Jennifer Anderson of Lawrence says her mother and grandmother conducted historic research and traveled to fabric stores throughout Kansas to hunt for the right color of fabrics for the quilt.
In the territorial days, Lecompton played an important role in the bloody fight over whether Kansas would enter the Union as a free or slave state. A centerpiece block replicates an original map of Lecompton made by the Lecompton Town company in 1857 and filed in November 1889. The street names and other information are embroidered on the fabric.
Other images sewn on the quilt’s panels are pioneer families doing chores and a cave where escaped slaves hid. It also shows the wedding of David Eisenhower and Ida Stover, who met at Lecompton’s former Lane University and married in the town in September 1885. They were the parents of President Dwight Eisenhower.
“They loved history. It’s what they cherished,” Anderson said.
The mother-daughter quilters also made a similar quilt for the Lebo community and a quilt that hung in the office of Kansas Gov. John Carlin, who served from 1979 to 1987.

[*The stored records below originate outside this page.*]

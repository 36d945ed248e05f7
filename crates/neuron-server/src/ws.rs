//! Protocol server (C8): the WebSocket upgrade route, admission-gated
//! session table, and graceful-stop barrier.
//!
//! Grounded on the `axum::extract::ws` handler shape in the retrieval
//! pack's `omnichain-demo-relayer::server` (`ws_handler`/`handle_ws`, split
//! sender/receiver, `tokio::select!` between the send and receive sides) —
//! the only pack example using this exact `WebSocketUpgrade` shape. The
//! admission gate is acquired *before* `ws.on_upgrade` runs, inside the
//! plain HTTP handler, so a queue-timeout rejection can still be answered
//! with an ordinary HTTP response instead of an upgraded-then-closed
//! socket (spec §4.7: reject "before upgrade completes").

use std::sync::atomic::{AtomicBool, AtomicUsize, Ordering};
use std::sync::Arc;
use std::time::Duration;

use axum::extract::ws::{CloseFrame, Message, WebSocket, WebSocketUpgrade};
use axum::extract::State;
use axum::http::StatusCode;
use axum::response::IntoResponse;
use axum::routing::get;
use axum::Router;
use futures::stream::{SplitSink, SplitStream};
use futures::{SinkExt, StreamExt};
use tokio::sync::broadcast;
use tracing::{info, warn};

use neuron_core::NeuronError;
use neuron_handshake::{AdmissionGate, Frame, HandshakeEngine, HandshakeTransport};

/// A `HandshakeTransport` over a real `axum` WebSocket, used outside of
/// tests (`neuron-handshake`'s own tests drive the engine over an
/// in-memory channel pair instead).
struct AxumTransport {
    sender: SplitSink<WebSocket, Message>,
    receiver: SplitStream<WebSocket>,
    closed: bool,
}

impl HandshakeTransport for AxumTransport {
    async fn recv(&mut self) -> Result<Option<Frame>, NeuronError> {
        loop {
            return match self.receiver.next().await {
                None => Ok(None),
                Some(Ok(Message::Text(text))) => Ok(Some(Frame::Text(text))),
                Some(Ok(Message::Binary(bytes))) => Ok(Some(Frame::Binary(bytes))),
                Some(Ok(Message::Close(_))) => Ok(None),
                // Ping/Pong are transport-level keepalive, not handshake
                // frames — axum answers Ping automatically; just keep
                // waiting for the next real frame.
                Some(Ok(Message::Ping(_))) | Some(Ok(Message::Pong(_))) => continue,
                Some(Err(e)) => Err(NeuronError::Internal(e.to_string())),
            };
        }
    }

    async fn send_text(&mut self, text: String) -> Result<(), NeuronError> {
        self.sender
            .send(Message::Text(text))
            .await
            .map_err(|e| NeuronError::Internal(e.to_string()))
    }

    async fn close(&mut self, code: u16) -> Result<(), NeuronError> {
        if self.closed {
            return Ok(());
        }
        self.closed = true;
        let frame = CloseFrame {
            code,
            reason: std::borrow::Cow::Borrowed(""),
        };
        // A best-effort send: the peer may already be gone.
        let _ = self.sender.send(Message::Close(Some(frame))).await;
        Ok(())
    }
}

struct Inner {
    admission: Arc<AdmissionGate>,
    engine: Arc<HandshakeEngine>,
    handshake_path: String,
    stopping: AtomicBool,
    shutdown: broadcast::Sender<()>,
    open_streams: AtomicUsize,
}

/// Owns the WebSocket upgrade route for the handshake path. Cheap to
/// clone (an `Arc` inside) — `axum` state must be `Clone`.
#[derive(Clone)]
pub struct ProtocolServer(Arc<Inner>);

impl ProtocolServer {
    pub fn new(
        admission: Arc<AdmissionGate>,
        engine: Arc<HandshakeEngine>,
        handshake_path: impl Into<String>,
    ) -> Self {
        let (shutdown, _) = broadcast::channel(16);
        Self(Arc::new(Inner {
            admission,
            engine,
            handshake_path: handshake_path.into(),
            stopping: AtomicBool::new(false),
            shutdown,
            open_streams: AtomicUsize::new(0),
        }))
    }

    /// The route table for the handshake path. An external REST API layer
    /// can `.merge()` this into its own router to share one listening
    /// socket (spec §4.8) — the core never owns that router itself.
    pub fn router(&self) -> Router {
        Router::new()
            .route(&self.0.handshake_path, get(upgrade_handler))
            .with_state(self.clone())
    }

    /// Currently admitted sessions, including any not yet authenticated —
    /// the admission gate's own count, per spec §9 open-question #3.
    pub fn active_sessions(&self) -> usize {
        self.0.admission.active_count()
    }

    /// Graceful-stop barrier (spec §4.8): refuse new admissions, close
    /// every open stream with code 1001, wait for every handler to finish,
    /// then return. Idempotent — a second call is a no-op.
    pub async fn stop(&self) {
        if self.0.stopping.swap(true, Ordering::SeqCst) {
            return;
        }
        let _ = self.0.shutdown.send(());
        while self.0.open_streams.load(Ordering::SeqCst) > 0 {
            tokio::time::sleep(Duration::from_millis(10)).await;
        }
    }
}

async fn upgrade_handler(
    State(server): State<ProtocolServer>,
    ws: WebSocketUpgrade,
) -> impl IntoResponse {
    if server.0.stopping.load(Ordering::SeqCst) {
        return (StatusCode::SERVICE_UNAVAILABLE, "server is stopping").into_response();
    }

    match server.0.admission.admit_owned().await {
        Ok(admission) => ws
            .on_upgrade(move |socket| async move {
                server.0.open_streams.fetch_add(1, Ordering::SeqCst);
                let mut shutdown_rx = server.0.shutdown.subscribe();
                let (sender, receiver) = socket.split();
                let mut transport = AxumTransport {
                    sender,
                    receiver,
                    closed: false,
                };

                tokio::select! {
                    result = server.0.engine.run(&mut transport) => {
                        match result {
                            Ok(outcome) => info!(relationship_id = %outcome.relationship_id, status = ?outcome.status, "handshake completed"),
                            Err(e) => warn!(error = %e, "handshake ended with an error"),
                        }
                    }
                    _ = shutdown_rx.recv() => {
                        let _ = transport.close(1001).await;
                    }
                }

                drop(admission);
                server.0.open_streams.fetch_sub(1, Ordering::SeqCst);
            })
            .into_response(),
        Err(_) => (StatusCode::SERVICE_UNAVAILABLE, "admission queue deadline exceeded").into_response(),
    }
}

Another highlight of the show is a quilt made by Mary McClanahan, who came to the Kansas Territory from Missouri with her father and husband in 1854. Her father, George Zinn, had staked a property claim earlier when he passed through the area on his way to fight in the Mexican War. Zinn became a farmer in the territory, while Mary’s husband, John, worked in a saw mill and farmed.
The quilt has a back made of a checkered fabric. The fragile top appears to be a woven fabric that has been quilted.
“Mary lived to be 95 and ran the farm for many years,” said Donna McClanahan, of Topeka, Mary’s great-great-great-granddaughter, adding the pioneer woman also raised nine children.